A starter kit will set you back by Rs 20,000. Arishtam and Brewmart have few options.
“Alcohol is a state subject. And every state is making their own rules,” says Singh. He doubts that the tap beer sitting in his restaurants in kegs can be salvaged.
Liquor stores are shut in Mumbai and Chennai. Delhi has only a few open, and even for those willing to pay a 70 per cent “special corona fee” there’re long queues to contend. In Gurugram, major liquor stores have barely any beer in stock. In Bengaluru, it’s flying off the shelves so quickly that it’s making headlines. Seven lakh litres of beer worth Rs 15 crore was sold on Day 2 in the state.

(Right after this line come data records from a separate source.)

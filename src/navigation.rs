//! Page navigation and session state
//!
//! All state of a running front end lives in [`AppState`]. It only changes
//! through [`reduce`], a pure function of the previous state and an
//! [`Event`], which keeps every transition testable without a renderer.
//! [`Session`] is the thin impure shell around it: it reads the clock for
//! booking dates and performs the itinerary request.

use chrono::{Local, NaiveDate};
use tracing::{debug, info};

use crate::booking::{record_booking_on, Booking, BookingDetails, Ledger};
use crate::catalog::Catalog;
use crate::filter::{FlightFilter, HotelFilter};
use crate::i18n::Language;
use crate::itinerary::{ItineraryOutcome, ItineraryRequester, TextGenerator};

/// Pages of the application. There is no history; every page links home.
#[derive(Debug, Clone, Copy, Default, PartialEq, Eq, Hash)]
pub enum Page {
    #[default]
    Home,
    Flights,
    Hotels,
    Packages,
    TripPlanner,
    Confirmation,
    Bookings,
}

impl Page {
    pub const ALL: [Page; 7] = [
        Page::Home,
        Page::Flights,
        Page::Hotels,
        Page::Packages,
        Page::TripPlanner,
        Page::Confirmation,
        Page::Bookings,
    ];

    /// Translation key of the page title
    pub fn title_key(self) -> &'static str {
        match self {
            Page::Home => "travelmate",
            Page::Flights => "flights",
            Page::Hotels => "hotels",
            Page::Packages => "packages",
            Page::TripPlanner => "trip_planner",
            Page::Confirmation => "booking_confirmation",
            Page::Bookings => "my_bookings",
        }
    }
}

/// Lifecycle of the trip planner form
#[derive(Debug, Clone, Default, PartialEq, Eq)]
pub enum PlannerStatus {
    #[default]
    Idle,
    /// Request in flight; the submit control is disabled
    Loading,
    Done(ItineraryOutcome),
}

/// Trip planner form state
#[derive(Debug, Clone, Default, PartialEq, Eq)]
pub struct PlannerState {
    pub prompt: String,
    pub status: PlannerStatus,
}

impl PlannerState {
    pub fn is_loading(&self) -> bool {
        self.status == PlannerStatus::Loading
    }

    /// Submitting is possible with a non-blank prompt and no request in flight
    pub fn can_submit(&self) -> bool {
        !self.is_loading() && !self.prompt.trim().is_empty()
    }
}

/// User actions and async completions
#[derive(Debug, Clone, PartialEq)]
pub enum Event {
    Navigate(Page),
    BookNow { details: BookingDetails, date: NaiveDate },
    SetLanguage(Language),
    SetFlightMaxPrice(f64),
    ToggleAirline(String),
    SetHotelMaxPrice(f64),
    SetMinRating(u8),
    PromptEdited(String),
    ItineraryRequested,
    ItineraryReceived(ItineraryOutcome),
}

/// Everything a front end needs to draw the current page
#[derive(Debug, Clone, Default, PartialEq)]
pub struct AppState {
    pub page: Page,
    pub language: Language,
    pub ledger: Ledger,
    /// Booking shown on the confirmation page
    pub current_booking: Option<Booking>,
    pub flight_filter: FlightFilter,
    pub hotel_filter: HotelFilter,
    pub planner: PlannerState,
}

impl AppState {
    pub fn new(language: Language) -> Self {
        Self {
            language,
            ..Self::default()
        }
    }

    /// The booking to confirm, if any was made this session
    pub fn confirmation(&self) -> Option<&Booking> {
        self.current_booking.as_ref()
    }
}

/// Apply one event to the state
pub fn reduce(state: AppState, event: Event) -> AppState {
    let mut next = state;

    match event {
        Event::Navigate(page) => enter(&mut next, page),
        Event::BookNow { details, date } => {
            let (ledger, booking) = record_booking_on(&next.ledger, details, date);
            next.ledger = ledger;
            next.current_booking = Some(booking);
            enter(&mut next, Page::Confirmation);
        }
        Event::SetLanguage(language) => next.language = language,
        Event::SetFlightMaxPrice(value) => next.flight_filter.set_max_price(value),
        Event::ToggleAirline(airline) => next.flight_filter.toggle_airline(&airline),
        Event::SetHotelMaxPrice(value) => next.hotel_filter.set_max_price(value),
        Event::SetMinRating(rating) => next.hotel_filter.set_min_rating(rating),
        Event::PromptEdited(prompt) => {
            if !next.planner.is_loading() {
                next.planner.prompt = prompt;
            }
        }
        Event::ItineraryRequested => {
            if next.page == Page::TripPlanner && next.planner.can_submit() {
                next.planner.status = PlannerStatus::Loading;
            }
        }
        Event::ItineraryReceived(outcome) => {
            if next.page == Page::TripPlanner && next.planner.is_loading() {
                next.planner.status = PlannerStatus::Done(outcome);
            } else {
                debug!(page = ?next.page, "Discarding itinerary for a page that is no longer shown");
            }
        }
    }

    next
}

/// Switch pages, dropping the page-local state of the page being left
fn enter(state: &mut AppState, page: Page) {
    if state.page != page {
        state.flight_filter = FlightFilter::default();
        state.hotel_filter = HotelFilter::default();
        state.planner = PlannerState::default();
    }
    state.page = page;
}

/// One running front end: state plus the collaborators it needs
pub struct Session<G> {
    catalog: Catalog,
    requester: ItineraryRequester<G>,
    state: AppState,
}

impl<G: TextGenerator> Session<G> {
    pub fn new(catalog: Catalog, generator: G, language: Language) -> Self {
        Self {
            catalog,
            requester: ItineraryRequester::new(generator),
            state: AppState::new(language),
        }
    }

    pub fn state(&self) -> &AppState {
        &self.state
    }

    pub fn catalog(&self) -> &Catalog {
        &self.catalog
    }

    pub fn requester(&self) -> &ItineraryRequester<G> {
        &self.requester
    }

    pub fn dispatch(&mut self, event: Event) {
        let state = std::mem::take(&mut self.state);
        self.state = reduce(state, event);
    }

    pub fn navigate(&mut self, page: Page) {
        self.dispatch(Event::Navigate(page));
    }

    /// Book `details` today and move to the confirmation page. Returns the
    /// booking now being confirmed.
    pub fn book_now(&mut self, details: BookingDetails) -> Option<&Booking> {
        let date = Local::now().date_naive();
        self.dispatch(Event::BookNow { details, date });
        self.state.confirmation()
    }

    pub fn book_flight(&mut self, id: u32) -> Option<&Booking> {
        let flight = self.catalog.flight(id)?.clone();
        self.book_now(BookingDetails::Flight(flight))
    }

    pub fn book_hotel(&mut self, id: u32) -> Option<&Booking> {
        let hotel = self.catalog.hotel(id)?.clone();
        self.book_now(BookingDetails::Hotel(hotel))
    }

    pub fn book_package(&mut self, id: u32) -> Option<&Booking> {
        let package = self.catalog.package(id)?.clone();
        self.book_now(BookingDetails::Package(package))
    }

    /// Submit the planner prompt.
    ///
    /// Returns `None` without contacting the generator when the form cannot
    /// be submitted (blank prompt, request already running, or the planner is
    /// not the active page).
    pub async fn generate_itinerary(&mut self) -> Option<ItineraryOutcome> {
        if self.state.page != Page::TripPlanner || !self.state.planner.can_submit() {
            debug!("Itinerary request skipped");
            return None;
        }

        self.dispatch(Event::ItineraryRequested);
        let prompt = self.state.planner.prompt.trim().to_string();
        info!(prompt_length = prompt.len(), "Submitting trip planner prompt");

        let outcome = self.requester.request_itinerary(&prompt).await;
        self.dispatch(Event::ItineraryReceived(outcome.clone()));
        Some(outcome)
    }
}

“Karnataka sells between 22 lakh and 26 lakh cases of beer every month. Less than three per cent of that is craft beer and most big players are quickly running out of stock,” says Hari Singh, founder of Briggs Brewery that makes four craft brews. Briggs has about 10,000 cases of beer ready for Bengaluru, Mangaluru and Chikmagalur, which, he says, should last about three months.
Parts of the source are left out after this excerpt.